§ Directions
Copying each record below exactly is the whole task.

§ Exercise data
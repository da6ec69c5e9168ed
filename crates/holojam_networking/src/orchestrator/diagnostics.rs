//! # Rate Diagnostics
//!
//! Every worker counts the datagrams it accepted or sent. Once per window the
//! orchestrator takes all counts (resetting them) and warns about channels
//! at or below their low-water mark.

use std::collections::BTreeMap;
use std::fmt;
use std::time::{Duration, Instant};

/// Identifies one channel of an orchestrator.
#[derive(Clone, Copy, Debug, PartialEq, Eq, PartialOrd, Ord, Hash)]
pub enum ChannelId {
    /// The outbound channel.
    Send,
    /// An inbound channel, by configuration index.
    Receive(usize),
}

impl fmt::Display for ChannelId {
    fn fmt(&self, f: &mut fmt::Formatter<'_>) -> fmt::Result {
        match self {
            Self::Send => write!(f, "send"),
            Self::Receive(index) => write!(f, "receive[{index}]"),
        }
    }
}

/// Packet counts for one diagnostics window.
#[derive(Clone, Debug, Default, PartialEq, Eq)]
pub struct RateReport {
    /// Datagrams per channel during the window.
    pub counts: BTreeMap<ChannelId, u32>,
    /// Channels at or below their threshold, in channel order.
    pub under_delivering: Vec<ChannelId>,
}

impl RateReport {
    /// Count for one channel; zero if the channel is unknown.
    #[must_use]
    pub fn count(&self, channel: ChannelId) -> u32 {
        self.counts.get(&channel).copied().unwrap_or(0)
    }

    /// Sum over all receive channels.
    #[must_use]
    pub fn received(&self) -> u64 {
        self.counts
            .iter()
            .filter(|(id, _)| matches!(id, ChannelId::Receive(_)))
            .map(|(_, &n)| u64::from(n))
            .sum()
    }
}

/// Decides when a diagnostics window has elapsed.
#[derive(Debug)]
pub(crate) struct RateWindow {
    interval: Duration,
    started: Option<Instant>,
}

impl RateWindow {
    pub(crate) const fn new(interval: Duration) -> Self {
        Self { interval, started: None }
    }

    /// The first call opens a window; later calls return true once the
    /// window is over and open the next one.
    pub(crate) fn elapsed(&mut self, now: Instant) -> bool {
        match self.started {
            None => {
                self.started = Some(now);
                false
            }
            Some(started) if now.saturating_duration_since(started) >= self.interval => {
                self.started = Some(now);
                true
            }
            Some(_) => false,
        }
    }
}
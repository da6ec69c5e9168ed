//! # Socket Workers
//!
//! Each channel runs on its own OS thread so that a slow or silent socket
//! never stalls the consumer's tick.
//!
//! ## Lifecycle
//!
//! ```text
//!   Idle ──start()──▶ Running ──stop()──▶ StopRequested ──(loop exits)──▶ Stopped
//!                        ▲                                                  │
//!                        └────────────────────start()───────────────────────┘
//! ```
//!
//! A bind failure moves a worker straight to `Stopped`. Stop requests travel
//! over a channel the worker polls between socket operations, so `stop()`
//! returns within one poll interval.

mod receive;
mod send;

pub use receive::{IngestOutcome, ReceiveWorker};
pub use send::{SendWorker, SEND_CHANNEL_NAME};

use std::sync::atomic::{AtomicU32, AtomicU8, Ordering};
use std::thread::JoinHandle;

use crossbeam_channel::{bounded, Receiver, Sender, TryRecvError};

use crate::error::{TelemetryError, TelemetryResult};

/// Lifecycle state of a worker.
#[derive(Clone, Copy, Debug, PartialEq, Eq)]
#[repr(u8)]
pub enum WorkerState {
    /// Constructed, never started.
    Idle = 0,
    /// Thread running and doing I/O.
    Running = 1,
    /// Stop requested, thread not yet finished.
    StopRequested = 2,
    /// Thread finished, or the socket could not be set up.
    Stopped = 3,
}

impl WorkerState {
    const fn from_u8(value: u8) -> Self {
        match value {
            0 => Self::Idle,
            1 => Self::Running,
            2 => Self::StopRequested,
            _ => Self::Stopped,
        }
    }
}

/// Capability shared by send and receive workers.
pub trait Worker {
    /// Channel name used in logs.
    fn name(&self) -> &str;

    /// Sets up the socket and starts the worker thread.
    ///
    /// Starting a running worker logs a warning and does nothing. A socket
    /// failure leaves the worker `Stopped` and is returned.
    fn start(&mut self) -> TelemetryResult<()>;

    /// Requests a stop and waits for the thread to finish.
    fn stop(&mut self);

    /// Current lifecycle state.
    fn state(&self) -> WorkerState;

    /// Returns true while the thread is doing I/O.
    fn is_running(&self) -> bool {
        self.state() == WorkerState::Running
    }

    /// Returns the packets counted since the last call and resets the count.
    fn take_packet_count(&self) -> u32;
}

/// State and counter shared between a worker and its thread.
#[derive(Debug)]
pub(crate) struct WorkerControl {
    state: AtomicU8,
    packets: AtomicU32,
}

impl WorkerControl {
    pub(crate) const fn new() -> Self {
        Self {
            state: AtomicU8::new(WorkerState::Idle as u8),
            packets: AtomicU32::new(0),
        }
    }

    #[inline]
    pub(crate) fn state(&self) -> WorkerState {
        WorkerState::from_u8(self.state.load(Ordering::Acquire))
    }

    #[inline]
    pub(crate) fn set_state(&self, state: WorkerState) {
        self.state.store(state as u8, Ordering::Release);
    }

    #[inline]
    pub(crate) fn count_packet(&self) {
        self.packets.fetch_add(1, Ordering::Relaxed);
    }

    #[inline]
    pub(crate) fn take_packets(&self) -> u32 {
        self.packets.swap(0, Ordering::Relaxed)
    }
}

/// Stop signal as seen from inside a worker thread.
#[derive(Debug)]
pub(crate) struct StopSignal {
    rx: Receiver<()>,
}

impl StopSignal {
    /// Returns true once a stop was requested (or the worker was dropped).
    #[inline]
    pub(crate) fn requested(&self) -> bool {
        !matches!(self.rx.try_recv(), Err(TryRecvError::Empty))
    }

    /// Sleeps for `period` unless a stop arrives first; returns true on stop.
    #[inline]
    pub(crate) fn wait(&self, period: std::time::Duration) -> bool {
        !matches!(
            self.rx.recv_timeout(period),
            Err(crossbeam_channel::RecvTimeoutError::Timeout)
        )
    }
}

/// Owner side of a worker thread.
#[derive(Debug, Default)]
pub(crate) struct WorkerThread {
    stop_tx: Option<Sender<()>>,
    handle: Option<JoinHandle<()>>,
}

impl WorkerThread {
    /// Spawns a named thread running `body` with a fresh stop signal.
    pub(crate) fn spawn<F>(&mut self, channel: &str, thread_name: String, body: F) -> TelemetryResult<()>
    where
        F: FnOnce(StopSignal) + Send + 'static,
    {
        let (stop_tx, stop_rx) = bounded(1);
        let handle = std::thread::Builder::new()
            .name(thread_name)
            .spawn(move || body(StopSignal { rx: stop_rx }))
            .map_err(|source| TelemetryError::Spawn {
                channel: channel.to_owned(),
                source,
            })?;
        self.stop_tx = Some(stop_tx);
        self.handle = Some(handle);
        Ok(())
    }

    /// Signals the thread and waits for it.
    pub(crate) fn shutdown(&mut self, channel: &str) {
        if let Some(tx) = self.stop_tx.take() {
            // A full channel already carries a stop; a closed one means the thread is gone.
            let _ = tx.try_send(());
        }
        if let Some(handle) = self.handle.take() {
            if handle.join().is_err() {
                tracing::error!("{} worker thread panicked", channel);
            }
        }
    }
}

§ Your response
repository da6ec69c5e9168ed
filename crates/holojam_networking/src/orchestrator/diagnostics.rs
//! # Rate Diagnostics
//!
//! Every worker counts the datagrams it accepted or sent. Once per window the
//! orchestrator takes all counts (resetting them) and warns about channels
//! at or below their low-water mark.

use std::collections::BTreeMap;
use std::fmt;
use std::time::{Duration, Instant};

/// Identifies one channel of an orchestrator.
#[derive(Clone, Copy, Debug, PartialEq, Eq, PartialOrd, Ord, Hash)]
pub enum ChannelId {
    /// The outbound channel.
    Send,
    /// An inbound channel, by configuration index.
    Receive(usize),
}

impl fmt::Display for ChannelId {
    fn fmt(&self, f: &mut fmt::Formatter<'_>) -> fmt::Result {
        match self {
            Self::Send => write!(f, "send"),
            Self::Receive(index) => write!(f, "receive[{index}]"),
        }
    }
}

/// Packet counts for one diagnostics window.
#[derive(Clone, Debug, Default, PartialEq, Eq)]
pub struct RateReport {
    /// Datagrams per channel during the window.
    pub counts: BTreeMap<ChannelId, u32>,
    /// Channels at or below their threshold, in channel order.
    pub under_delivering: Vec<ChannelId>,
}

impl RateReport {
    /// Count for one channel; zero if the channel is unknown.
    #[must_use]
    pub fn count(&self, channel: ChannelId) -> u32 {
        self.counts.get(&channel).copied().unwrap_or(0)
    }

    /// Sum over all receive channels.
    #[must_use]
    pub fn received(&self) -> u64 {
        self.counts
            .iter()
            .filter(|(id, _)| matches!(id, ChannelId::Receive(_)))
            .map(|(_, &n)| u64::from(n))
            .sum()
    }
}

/// Decides when a diagnostics window has elapsed.
#[derive(Debug)]
pub(crate) struct RateWindow {
    interval: Duration,
    started: Option<Instant>,
}

impl RateWindow {
    pub(crate) const fn new(interval: Duration) -> Self {
        Self { interval, started: None }
    }

    /// The first call opens a window; later calls return true once the
    /// window is over and open the next one.
    pub(crate) fn elapsed(&mut self, now: Instant) -> bool {
        match self.started {
            None => {
                self.started = Some(now);
                false
            }
            Some(started) if now.saturating_duration_since(started) >= self.interval => {
                self.started = Some(now);
                true
            }
            Some(_) => false,
        }
    }
}
repository da6ec69c5e9168ed
//! # Socket Workers
//!
//! Each channel runs on its own OS thread so that a slow or silent socket
//! never stalls the consumer's tick.
//!
//! ## Lifecycle
//!
//! ```text
//!   Idle ──start()──▶ Running ──stop()──▶ StopRequested ──(loop exits)──▶ Stopped
//!                        ▲                                                  │
//!                        └────────────────────start()───────────────────────┘
//! ```
//!
//! A bind failure moves a worker straight to `Stopped`. Stop requests travel
//! over a channel the worker polls between socket operations, so `stop()`
//! returns within one poll interval.

mod receive;
mod send;

pub use receive::{IngestOutcome, ReceiveWorker};
pub use send::{SendWorker, SEND_CHANNEL_NAME};

use std::sync::atomic::{AtomicU32, AtomicU8, Ordering};
use std::thread::JoinHandle;

use crossbeam_channel::{bounded, Receiver, Sender, TryRecvError};

use crate::error::{TelemetryError, TelemetryResult};

/// Lifecycle state of a worker.
#[derive(Clone, Copy, Debug, PartialEq, Eq)]
#[repr(u8)]
pub enum WorkerState {
    /// Constructed, never started.
    Idle = 0,
    /// Thread running and doing I/O.
    Running = 1,
    /// Stop requested, thread not yet finished.
    StopRequested = 2,
    /// Thread finished, or the socket could not be set up.
    Stopped = 3,
}

impl WorkerState {
    const fn from_u8(value: u8) -> Self {
        match value {
            0 => Self::Idle,
            1 => Self::Running,
            2 => Self::StopRequested,
            _ => Self::Stopped,
        }
    }
}

/// Capability shared by send and receive workers.
pub trait Worker {
    /// Channel name used in logs.
    fn name(&self) -> &str;

    /// Sets up the socket and starts the worker thread.
    ///
    /// Starting a running worker logs a warning and does nothing. A socket
    /// failure leaves the worker `Stopped` and is returned.
    fn start(&mut self) -> TelemetryResult<()>;

    /// Requests a stop and waits for the thread to finish.
    fn stop(&mut self);

    /// Current lifecycle state.
    fn state(&self) -> WorkerState;

    /// Returns true while the thread is doing I/O.
    fn is_running(&self) -> bool {
        self.state() == WorkerState::Running
    }

    /// Returns the packets counted since the last call and resets the count.
    fn take_packet_count(&self) -> u32;
}

/// State and counter shared between a worker and its thread.
#[derive(Debug)]
pub(crate) struct WorkerControl {
    state: AtomicU8,
    packets: AtomicU32,
}

impl WorkerControl {
    pub(crate) const fn new() -> Self {
        Self {
            state: AtomicU8::new(WorkerState::Idle as u8),
            packets: AtomicU32::new(0),
        }
    }

    #[inline]
    pub(crate) fn state(&self) -> WorkerState {
        WorkerState::from_u8(self.state.load(Ordering::Acquire))
    }

    #[inline]
    pub(crate) fn set_state(&self, state: WorkerState) {
        self.state.store(state as u8, Ordering::Release);
    }

    #[inline]
    pub(crate) fn count_packet(&self) {
        self.packets.fetch_add(1, Ordering::Relaxed);
    }

    #[inline]
    pub(crate) fn take_packets(&self) -> u32 {
        self.packets.swap(0, Ordering::Relaxed)
    }
}

/// Stop signal as seen from inside a worker thread.
#[derive(Debug)]
pub(crate) struct StopSignal {
    rx: Receiver<()>,
}

impl StopSignal {
    /// Returns true once a stop was requested (or the worker was dropped).
    #[inline]
    pub(crate) fn requested(&self) -> bool {
        !matches!(self.rx.try_recv(), Err(TryRecvError::Empty))
    }

    /// Sleeps for `period` unless a stop arrives first; returns true on stop.
    #[inline]
    pub(crate) fn wait(&self, period: std::time::Duration) -> bool {
        !matches!(
            self.rx.recv_timeout(period),
            Err(crossbeam_channel::RecvTimeoutError::Timeout)
        )
    }
}

/// Owner side of a worker thread.
#[derive(Debug, Default)]
pub(crate) struct WorkerThread {
    stop_tx: Option<Sender<()>>,
    handle: Option<JoinHandle<()>>,
}

impl WorkerThread {
    /// Spawns a named thread running `body` with a fresh stop signal.
    pub(crate) fn spawn<F>(&mut self, channel: &str, thread_name: String, body: F) -> TelemetryResult<()>
    where
        F: FnOnce(StopSignal) + Send + 'static,
    {
        let (stop_tx, stop_rx) = bounded(1);
        let handle = std::thread::Builder::new()
            .name(thread_name)
            .spawn(move || body(StopSignal { rx: stop_rx }))
            .map_err(|source| TelemetryError::Spawn {
                channel: channel.to_owned(),
                source,
            })?;
        self.stop_tx = Some(stop_tx);
        self.handle = Some(handle);
        Ok(())
    }

    /// Signals the thread and waits for it.
    pub(crate) fn shutdown(&mut self, channel: &str) {
        if let Some(tx) = self.stop_tx.take() {
            // A full channel already carries a stop; a closed one means the thread is gone.
            let _ = tx.try_send(());
        }
        if let Some(handle) = self.handle.take() {
            if handle.join().is_err() {
                tracing::error!("{} worker thread panicked", channel);
            }
        }
    }
}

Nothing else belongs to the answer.